NON SOLO SOLDI. Domenica a Castel Sant’Angelo, da dove alle ore 14 partirà il corteo giunto ormai alla sua quinta edizione (50 mila i partecipanti registrati l’anno scorso), ci sarà anche una delle donne passate proprio dal Centro aiuto alla vita San Giuseppe. La sua sarà una delle testimonianze che animeranno l’iniziativa. «Cinzia arrivò qui da noi spaesata e sola», racconta don Wladimiro. «Cercava aiuto perché il suo compagno non voleva il figlio che lei portava in grembo». Il sacerdote e il suo staff fecero «quello che facciamo sempre»: offrirono alla donna «un aiuto economico iniziale, insieme ai vestitini, alla carrozzina e i servizi di prima necessità». Consapevoli, come sempre, che nemmeno tutto questo basta. «Noi cerchiamo soprattutto di garantire un po’ di stabilità alle future mamme. Ad esempio aiutandole a trovare un lavoro, come è accaduto nel caso di Cinzia». Il punto secondo il prete è continuare a scommettere su persone con cui nessuno vuole condividere le responsabilità: «Serviamo la vita che fatica ad essere accolta per via di una cultura antiumana che guarda a chi è fragile, bisognoso e in difficoltà come a un peso da compiangere».

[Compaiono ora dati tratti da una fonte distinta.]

use thiserror::Error;

use crate::decimal::Money;
use crate::types::{LoanId, LoanStatus};

#[derive(Error, Debug)]
pub enum LendingError {
    #[error("invalid loan type: {requested}")]
    InvalidLoanType {
        requested: String,
    },

    #[error("invalid amount: {amount}")]
    InvalidAmount {
        amount: Money,
    },

    #[error("insufficient funds: available {available}, requested {requested}")]
    InsufficientFunds {
        available: Money,
        requested: Money,
    },

    #[error("principal out of bounds: must be between {minimum} and {maximum}, requested {requested}")]
    PrincipalOutOfBounds {
        minimum: Money,
        maximum: Money,
        requested: Money,
    },

    #[error("term out of bounds: must be between {minimum} and {maximum} months, requested {requested}")]
    TermOutOfBounds {
        minimum: u32,
        maximum: u32,
        requested: u32,
    },

    #[error("invalid status transition: {from} -> {to}")]
    InvalidStatusTransition {
        from: LoanStatus,
        to: LoanStatus,
    },

    #[error("loan not found: {id}")]
    LoanNotFound {
        id: LoanId,
    },

    #[error("loan not payable: current status is {status}")]
    LoanNotPayable {
        status: LoanStatus,
    },

    #[error("loan {loan_id} does not belong to the requesting user")]
    NotLoanOwner {
        loan_id: LoanId,
    },

    #[error("invoice code already used: {code}")]
    DuplicateInvoiceCode {
        code: String,
    },

    #[error("payment exceeds loan balance: outstanding {outstanding}, requested {requested}")]
    PaymentExceedsBalance {
        outstanding: Money,
        requested: Money,
    },
}

pub type Result<T> = std::result::Result<T, LendingError>;
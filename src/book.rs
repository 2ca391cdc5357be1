use std::collections::HashMap;

use hourglass_rs::SafeTimeProvider;

use crate::config::LendingConfig;
use crate::decimal::Money;
use crate::errors::{LendingError, Result};
use crate::events::{Event, EventStore};
use crate::loan::Loan;
use crate::terms::LoanTerms;
use crate::types::{LoanApplication, LoanId, LoanStatus, TransactionKind, UserId};
use crate::wallet::{Wallet, WalletTransaction};

/// receipt for a wallet-funded loan payment
#[derive(Debug, Clone)]
pub struct PaymentReceipt {
    pub transaction: WalletTransaction,
    pub loan_outstanding: Money,
    pub loan_settled: bool,
}

/// the loan book: every wallet and loan, plus the policy that governs them
///
/// All mutating operations take `&mut self`, so concurrent callers are
/// serialized by the exclusive borrow. Each operation validates fully before
/// mutating; a returned error means no state changed.
pub struct LendingBook {
    config: LendingConfig,
    wallets: HashMap<UserId, Wallet>,
    loans: HashMap<LoanId, Loan>,
    pub events: EventStore,
}

impl LendingBook {
    pub fn new(config: LendingConfig) -> Self {
        Self {
            config,
            wallets: HashMap::new(),
            loans: HashMap::new(),
            events: EventStore::new(),
        }
    }

    pub fn config(&self) -> &LendingConfig {
        &self.config
    }

    /// price an application without persisting anything
    pub fn quote(&self, application: &LoanApplication) -> Result<LoanTerms> {
        self.config
            .validate_application(application.principal, application.term_months)?;
        Ok(LoanTerms::quote(
            &self.config,
            application.loan_type,
            application.principal,
            application.term_months,
        ))
    }

    /// submit a loan application; the loan starts in Pending
    pub fn apply_for_loan(
        &mut self,
        application: LoanApplication,
        time: &SafeTimeProvider,
    ) -> Result<LoanId> {
        let terms = self.quote(&application)?;

        if let Some(code) = &application.invoice_code {
            let taken = self
                .loans
                .values()
                .any(|l| l.invoice_code.as_deref() == Some(code.as_str()));
            if taken {
                return Err(LendingError::DuplicateInvoiceCode { code: code.clone() });
            }
        }

        let loan = Loan::open(application, terms, time.now());
        let loan_id = loan.id;

        self.events.emit(Event::LoanApplied {
            loan_id,
            user_id: loan.user_id,
            loan_type: loan.loan_type,
            principal: loan.principal,
            monthly_payment: loan.terms.monthly_payment,
            total_amount: loan.terms.total_amount,
            timestamp: loan.applied_at,
        });

        self.loans.insert(loan_id, loan);
        Ok(loan_id)
    }

    /// admin review: approve a pending loan
    pub fn approve_loan(&mut self, loan_id: LoanId, time: &SafeTimeProvider) -> Result<()> {
        let now = time.now();
        let loan = self.loan_mut(loan_id)?;
        loan.approve(now)?;

        self.events.emit(Event::LoanApproved {
            loan_id,
            timestamp: now,
        });
        Ok(())
    }

    /// admin review: reject a pending loan
    pub fn reject_loan(&mut self, loan_id: LoanId, time: &SafeTimeProvider) -> Result<()> {
        let now = time.now();
        let loan = self.loan_mut(loan_id)?;
        loan.reject(now)?;

        self.events.emit(Event::LoanRejected {
            loan_id,
            timestamp: now,
        });
        Ok(())
    }

    /// release an approved loan's principal into the borrower's wallet
    ///
    /// The wallet credit and the status transition form one all-or-nothing
    /// step: the transition is validated before the credit, and the credit
    /// cannot fail once validation has passed.
    pub fn disburse_loan(
        &mut self,
        loan_id: LoanId,
        time: &SafeTimeProvider,
    ) -> Result<WalletTransaction> {
        let now = time.now();

        let (user_id, principal) = {
            let loan = self.loan_ref(loan_id)?;
            if loan.status != LoanStatus::Approved {
                return Err(LendingError::InvalidStatusTransition {
                    from: loan.status,
                    to: LoanStatus::Disbursed,
                });
            }
            (loan.user_id, loan.principal)
        };

        let opened = !self.wallets.contains_key(&user_id);
        let wallet = self
            .wallets
            .entry(user_id)
            .or_insert_with(|| Wallet::new(user_id, now));
        let tx = wallet.credit(principal, TransactionKind::LoanDisbursement, Some(loan_id), now)?;
        let balance = wallet.balance();

        self.loan_mut(loan_id)?.mark_disbursed(now)?;

        if opened {
            self.events.emit(Event::WalletOpened {
                user_id,
                timestamp: now,
            });
        }
        self.events.emit(Event::LoanDisbursed {
            loan_id,
            user_id,
            amount: principal,
            wallet_balance: balance,
            timestamp: now,
        });

        Ok(tx)
    }

    /// credit external funds into a user's wallet, creating it on first use
    pub fn deposit(
        &mut self,
        user_id: UserId,
        amount: Money,
        time: &SafeTimeProvider,
    ) -> Result<WalletTransaction> {
        let now = time.now();
        if !amount.is_positive() {
            return Err(LendingError::InvalidAmount { amount });
        }

        let opened = !self.wallets.contains_key(&user_id);
        let wallet = self
            .wallets
            .entry(user_id)
            .or_insert_with(|| Wallet::new(user_id, now));
        let tx = wallet.credit(amount, TransactionKind::Deposit, None, now)?;
        let balance = wallet.balance();

        if opened {
            self.events.emit(Event::WalletOpened {
                user_id,
                timestamp: now,
            });
        }
        self.events.emit(Event::FundsDeposited {
            user_id,
            amount,
            balance_after: balance,
            timestamp: now,
        });

        Ok(tx)
    }

    /// debit funds out of a user's wallet
    pub fn withdraw(
        &mut self,
        user_id: UserId,
        amount: Money,
        time: &SafeTimeProvider,
    ) -> Result<WalletTransaction> {
        let now = time.now();
        if !amount.is_positive() {
            return Err(LendingError::InvalidAmount { amount });
        }

        // missing wallets self-heal as empty; the debit then reports the
        // real problem (insufficient funds) instead of a lookup error
        let wallet = self
            .wallets
            .entry(user_id)
            .or_insert_with(|| Wallet::new(user_id, now));
        let tx = wallet.debit(amount, TransactionKind::Withdrawal, None, now)?;
        let balance = wallet.balance();

        self.events.emit(Event::FundsWithdrawn {
            user_id,
            amount,
            balance_after: balance,
            timestamp: now,
        });

        Ok(tx)
    }

    /// repay a disbursed loan from the borrower's wallet
    ///
    /// Loan checks run before the wallet debit; once the debit succeeds the
    /// loan update cannot fail, so the pair is all-or-nothing.
    pub fn pay_loan_from_wallet(
        &mut self,
        user_id: UserId,
        loan_id: LoanId,
        amount: Money,
        time: &SafeTimeProvider,
    ) -> Result<PaymentReceipt> {
        let now = time.now();

        if !amount.is_positive() {
            return Err(LendingError::InvalidAmount { amount });
        }

        {
            let loan = self.loan_ref(loan_id)?;
            if loan.user_id != user_id {
                return Err(LendingError::NotLoanOwner { loan_id });
            }
            if loan.status != LoanStatus::Disbursed {
                return Err(LendingError::LoanNotPayable {
                    status: loan.status,
                });
            }
            if amount > loan.outstanding() {
                return Err(LendingError::PaymentExceedsBalance {
                    outstanding: loan.outstanding(),
                    requested: amount,
                });
            }
        }

        let wallet = self
            .wallets
            .entry(user_id)
            .or_insert_with(|| Wallet::new(user_id, now));
        let tx = wallet.debit(amount, TransactionKind::LoanPayment, Some(loan_id), now)?;

        let loan = self.loan_mut(loan_id)?;
        loan.record_payment(amount, now)?;
        let outstanding = loan.outstanding();
        let settled = loan.is_settled();

        self.events.emit(Event::LoanPaymentReceived {
            loan_id,
            user_id,
            amount,
            outstanding,
            timestamp: now,
        });
        if settled {
            self.events.emit(Event::LoanSettled {
                loan_id,
                timestamp: now,
            });
        }

        Ok(PaymentReceipt {
            transaction: tx,
            loan_outstanding: outstanding,
            loan_settled: settled,
        })
    }

    pub fn wallet(&self, user_id: UserId) -> Option<&Wallet> {
        self.wallets.get(&user_id)
    }

    /// current balance; zero for users without a wallet yet
    pub fn balance_of(&self, user_id: UserId) -> Money {
        self.wallets
            .get(&user_id)
            .map(|w| w.balance())
            .unwrap_or(Money::ZERO)
    }

    pub fn loan(&self, loan_id: LoanId) -> Option<&Loan> {
        self.loans.get(&loan_id)
    }

    pub fn loans_of_user(&self, user_id: UserId) -> Vec<&Loan> {
        self.loans.values().filter(|l| l.user_id == user_id).collect()
    }

    fn loan_ref(&self, loan_id: LoanId) -> Result<&Loan> {
        self.loans
            .get(&loan_id)
            .ok_or(LendingError::LoanNotFound { id: loan_id })
    }

    fn loan_mut(&mut self, loan_id: LoanId) -> Result<&mut Loan> {
        self.loans
            .get_mut(&loan_id)
            .ok_or(LendingError::LoanNotFound { id: loan_id })
    }
}
use rust_decimal::Decimal;
use serde::{Deserialize, Serialize};

use crate::config::LendingConfig;
use crate::decimal::{Money, Rate};
use crate::types::LoanType;

/// priced terms for a loan application
#[derive(Debug, Clone, Copy, PartialEq, Eq, Serialize, Deserialize)]
pub struct LoanTerms {
    pub interest_rate: Rate,
    pub monthly_payment: Money,
    pub total_amount: Money,
}

impl LoanTerms {
    /// price a loan from raw inputs
    ///
    /// Bounds on principal and term are the caller's responsibility; this is
    /// a pure calculation. The total is derived from the rounded monthly
    /// payment, so it may drift by a few minor units from an exact
    /// amortization schedule.
    pub fn compute(principal: Money, interest_rate: Rate, term_months: u32) -> Self {
        let monthly_payment = if interest_rate.is_zero() {
            // even split of principal across the term
            principal / Decimal::from(term_months)
        } else {
            emi_payment(principal, interest_rate, term_months)
        };

        let total_amount = monthly_payment * Decimal::from(term_months);

        Self {
            interest_rate,
            monthly_payment,
            total_amount,
        }
    }

    /// price a loan using the configured rate schedule
    pub fn quote(
        config: &LendingConfig,
        loan_type: LoanType,
        principal: Money,
        term_months: u32,
    ) -> Self {
        Self::compute(principal, config.rate_for(loan_type), term_months)
    }

    /// interest cost over the life of the loan
    pub fn total_interest(&self, principal: Money) -> Money {
        (self.total_amount - principal).max(Money::ZERO)
    }
}

/// equal monthly installment: P * r * (1+r)^n / ((1+r)^n - 1)
fn emi_payment(principal: Money, annual_rate: Rate, term_months: u32) -> Money {
    let r = annual_rate.monthly_rate();

    let mut compound = Decimal::ONE;
    let base = Decimal::ONE + r;
    for _ in 0..term_months {
        compound *= base;
    }

    let numerator = principal.as_decimal() * r * compound;
    let denominator = compound - Decimal::ONE;

    Money::from_decimal(numerator / denominator)
}

/// one row of a repayment schedule
#[derive(Debug, Clone, PartialEq, Eq, Serialize, Deserialize)]
pub struct ScheduledInstallment {
    pub installment_number: u32,
    pub beginning_balance: Money,
    pub payment_amount: Money,
    pub principal_portion: Money,
    pub interest_portion: Money,
    pub ending_balance: Money,
}

/// full month-by-month repayment schedule for a priced loan
#[derive(Debug, Clone, Serialize, Deserialize)]
pub struct RepaymentSchedule {
    pub principal: Money,
    pub interest_rate: Rate,
    pub term_months: u32,
    pub installments: Vec<ScheduledInstallment>,
    pub total_interest: Money,
    pub total_payment: Money,
}

impl RepaymentSchedule {
    /// expand priced terms into per-month installments
    pub fn generate(principal: Money, terms: &LoanTerms, term_months: u32) -> Self {
        let monthly_rate = terms.interest_rate.monthly_rate();
        let payment = terms.monthly_payment;

        let mut installments = Vec::with_capacity(term_months as usize);
        let mut balance = principal;

        for i in 1..=term_months {
            let interest_portion = Money::from_decimal(balance.as_decimal() * monthly_rate);
            let mut principal_portion = payment - interest_portion;
            let mut payment_amount = payment;

            // final installment clears residual rounding drift
            if i == term_months {
                principal_portion = balance;
                payment_amount = principal_portion + interest_portion;
            }

            let ending_balance = (balance - principal_portion).max(Money::ZERO);

            installments.push(ScheduledInstallment {
                installment_number: i,
                beginning_balance: balance,
                payment_amount,
                principal_portion,
                interest_portion,
                ending_balance,
            });

            balance = ending_balance;
        }

        let total_interest = installments.iter().map(|p| p.interest_portion).sum();
        let total_payment = installments.iter().map(|p| p.payment_amount).sum();

        Self {
            principal,
            interest_rate: terms.interest_rate,
            term_months,
            installments,
            total_interest,
            total_payment,
        }
    }
}
use chrono::{DateTime, Utc};
use serde::{Deserialize, Serialize};

use crate::decimal::Money;
use crate::types::{LoanId, LoanType, UserId};

/// all events emitted by the lending book
#[derive(Debug, Clone, PartialEq, Serialize, Deserialize)]
pub enum Event {
    // loan lifecycle
    LoanApplied {
        loan_id: LoanId,
        user_id: UserId,
        loan_type: LoanType,
        principal: Money,
        monthly_payment: Money,
        total_amount: Money,
        timestamp: DateTime<Utc>,
    },
    LoanApproved {
        loan_id: LoanId,
        timestamp: DateTime<Utc>,
    },
    LoanRejected {
        loan_id: LoanId,
        timestamp: DateTime<Utc>,
    },
    LoanDisbursed {
        loan_id: LoanId,
        user_id: UserId,
        amount: Money,
        wallet_balance: Money,
        timestamp: DateTime<Utc>,
    },
    LoanPaymentReceived {
        loan_id: LoanId,
        user_id: UserId,
        amount: Money,
        outstanding: Money,
        timestamp: DateTime<Utc>,
    },
    LoanSettled {
        loan_id: LoanId,
        timestamp: DateTime<Utc>,
    },

    // wallet
    WalletOpened {
        user_id: UserId,
        timestamp: DateTime<Utc>,
    },
    FundsDeposited {
        user_id: UserId,
        amount: Money,
        balance_after: Money,
        timestamp: DateTime<Utc>,
    },
    FundsWithdrawn {
        user_id: UserId,
        amount: Money,
        balance_after: Money,
        timestamp: DateTime<Utc>,
    },
}

/// event store for collecting events during operations
#[derive(Debug, Default)]
pub struct EventStore {
    events: Vec<Event>,
}

impl EventStore {
    pub fn new() -> Self {
        Self { events: Vec::new() }
    }

    pub fn emit(&mut self, event: Event) {
        self.events.push(event);
    }

    pub fn take_events(&mut self) -> Vec<Event> {
        std::mem::take(&mut self.events)
    }

    pub fn events(&self) -> &[Event] {
        &self.events
    }

    pub fn clear(&mut self) {
        self.events.clear();
    }
}

#[cfg(test)]
mod tests {
    use super::*;
    use uuid::Uuid;

    #[test]
    fn test_take_drains_store() {
        let mut store = EventStore::new();
        store.emit(Event::WalletOpened {
            user_id: Uuid::new_v4(),
            timestamp: Utc::now(),
        });

        assert_eq!(store.events().len(), 1);
        let drained = store.take_events();
        assert_eq!(drained.len(), 1);
        assert!(store.events().is_empty());
    }
}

COSA SOSTIENE TUTTO. Il Cav di don Bogoni è aperto da nemmeno tre anni, ma al suo interno sono sorti anche «gruppi di aiuto alle madri seguite dalle nostre terapeute. E poi collaboriamo con altre realtà come l’Aurelia Hospital», spiega lui. Per il sacerdote «la competenza e la professionalità sono fondamentali, non ci accontentiamo di un’accoglienza generica. Perché non agiamo per bontà ma per il meglio, per il Signore. L’abbraccio fisico, dunque, non può essere che l’espressione di un abbraccio totale». Non a caso il Cav romano è incentrato «sulla preghiera». Di più: è letteralmente frutto di essa. Infatti «è nato dall’adorazione eucaristica continua che abbiamo istituito nel 2012 in vista del centenario della parrocchia», perciò è sembrato naturale scegliere l’ex cappella dell’Adorazione come sede del Centro. «Non dimentichiamo la fonte da cui è sgorgato il Cav, altrimenti si inaridirebbe tutto», continua il guanelliano. «Una volta alla settimana gli operatori del centro si trovano a pregare come garanzia di integrità dell’opera, che esiste per offrire a chi incontriamo il senso della vita: Cristo. Non lo imponiamo a nessuno, ma tutti sanno perché esistiamo». E in molti casi l’approdo finale del percorso di aiuto è stata la richiesta, oltre che di un’amicizia, del battesimo per i figli. «Tante donne poi ci chiedono di partecipare alla preghiera comune o di essere benedette, perché riconoscono subito Chi sta all’origine della gratuità che ricevono», continua don Wladimiro. Che confessa di avere «un sogno». Quello di «aprire una casa per dare alloggio alle madri sole».

GLI ULTIMI DEGLI ULTIMI. Secondo il sacerdote sono «le opere di fede» che possono cambiare le persone e il mondo. Ma «è necessario anche sostenere gesti come quello della Marcia per la Vita, perché su alcuni princìpi come questo non possiamo scendere a compromessi a discapito degli innocenti». Eppure, insiste, non sono poche le associazioni che si riempiono la bocca della parola “ultimi” ma su questo punto sorvolano. «Don Guanella aveva davvero il carisma dell’attenzione agli ultimi e quindi non li selezionava, non li relegava alla fase finale della vita o all’handicap, perché è così che i bambini concepiti, i più fragili di tutti, si trasformano negli ultimi degli ultimi». La Marcia è un gesto necessario perché «difende davanti al mondo ogni uomo concepito come il vertice del creato». È una battaglia ascrivibile a una legge naturale che tutti, non solo i credenti, sono in grado di riconoscere secondo gli organizzatori. Ma anche se la fede non è una condizione necessaria per marciare domenica, i partecipanti sono invitati, prima della partenza, a partecipare al Regina Caeli di papa Francesco alle 12 in piazza San Pietro.